SO I guess in a normal situation this is not a big deal for the buyer. Since they have their product and it works as advertised. But since the TiVos require service, the service gets deactivated.


----------



## lessd

aaronwt said:


> SO I guess in a normal situation this is not a big deal for the buyer. Since they have their product and it works as advertised. But since the TiVos require service, the service gets deactivated.
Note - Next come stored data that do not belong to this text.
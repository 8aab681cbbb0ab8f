//! # Registry Errors
//!
//! Every operation of the registry reports failures as a [`ContractError`].
//! Callers that only need the category (for a status code or an exit code)
//! use [`ContractError::kind`].
//!
//! No error is ever retried internally, and an operation that returns an
//! error has written nothing.

use thiserror::Error;

use ecl_core::{ContractDate, ContractId, DisputeId, ValidationError};
use ecl_ledger::LedgerError;
use ecl_state::TransitionError;

/// The category of a [`ContractError`].
#[derive(Debug, Clone, Copy, PartialEq, Eq, Hash)]
pub enum ErrorKind {
    /// Missing contract or dispute, or an undecodable stored record.
    NotFound,
    /// Duplicate contract ID on create.
    AlreadyExists,
    /// Empty mandatory field, zero salary, malformed date or submission.
    InvalidInput,
    /// Operation not allowed in the current status.
    StateConflict,
    /// Date ordering or extension window violation.
    TemporalConstraint,
    /// The ledger failed, as opposed to a key being absent.
    Ledger,
}

/// A date rule on creation or extension was violated.
#[derive(Error, Debug, Clone, PartialEq, Eq)]
pub enum TemporalViolation {
    /// A new contract must not end before today.
    #[error("end date {end_date} is in the past (today is {today})")]
    EndDateInPast {
        end_date: ContractDate,
        today: ContractDate,
    },

    /// The extended end date must be after today.
    #[error("cannot extend to {requested}: date is not after today ({today})")]
    ExtensionInPast {
        requested: ContractDate,
        today: ContractDate,
    },

    /// Extension cannot shorten the term.
    #[error("cannot extend to {requested}: would shorten the term ending {end_date}")]
    ExtensionShortensTerm {
        requested: ContractDate,
        end_date: ContractDate,
    },

    /// Extension is only allowed in the final months of the term.
    #[error(
        "not yet in extension window: term ends {end_date}, extensions open {window_months} months before the end date"
    )]
    OutsideExtensionWindow {
        end_date: ContractDate,
        window_months: u32,
    },
}

/// Errors returned by registry operations.
#[derive(Error, Debug)]
pub enum ContractError {
    #[error("contract {0} does not exist")]
    ContractNotFound(String),

    #[error("dispute {dispute_id} does not exist on contract {contract_id}")]
    DisputeNotFound {
        contract_id: ContractId,
        dispute_id: DisputeId,
    },

    /// The stored value under a key could not be decoded as a contract.
    #[error("stored record for contract {key} cannot be decoded: {reason}")]
    Corrupt { key: String, reason: String },

    #[error("contract {0} already exists")]
    AlreadyExists(ContractId),

    #[error("invalid input: {0}")]
    InvalidInput(#[from] ValidationError),

    #[error("state conflict: {0}")]
    StateConflict(#[from] TransitionError),

    #[error("temporal constraint: {0}")]
    Temporal(#[from] TemporalViolation),

    #[error("ledger error: {0}")]
    Ledger(#[from] LedgerError),

    /// A record could not be encoded for storage.
    #[error("record encoding failed: {0}")]
    Encoding(#[from] serde_json::Error),
}

impl ContractError {
    /// The error's category.
    pub fn kind(&self) -> ErrorKind {
        match self {
            Self::ContractNotFound(_) | Self::DisputeNotFound { .. } | Self::Corrupt { .. } => {
                ErrorKind::NotFound
            }
            Self::AlreadyExists(_) => ErrorKind::AlreadyExists,
            Self::InvalidInput(_) | Self::Ledger(LedgerError::InvalidKey { .. }) => {
                ErrorKind::InvalidInput
            }
            Self::StateConflict(_) => ErrorKind::StateConflict,
            Self::Temporal(_) => ErrorKind::TemporalConstraint,
            Self::Ledger(_) | Self::Encoding(_) => ErrorKind::Ledger,
        }
    }
}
I don't think E-Bay has any guarantee on service, just the product itself, well over 10 years ago I purchased a Lifetime TiVo on E-Bay, got the unit, moved the TiVo into my account with no problem, gave the seller + review as all looked good. A few weeks later TiVo took the Lifetime away saying it was a Best Buy returned and the Lifetime service was for another customer. I had a big fight with TiVo over this (I used this TCF as part of the fight) and won, but this was a pain.


----------



## DeltaOne

aaronwt said:


> SO I guess in a normal situation this is not a big deal for the buyer. Since they have their product and it works as advertised. But since the TiVos require service, the service gets deactivated.


Yeah. Say you bought a drill (or anything that doesn't require service/activation) you'd just think you got a good deal.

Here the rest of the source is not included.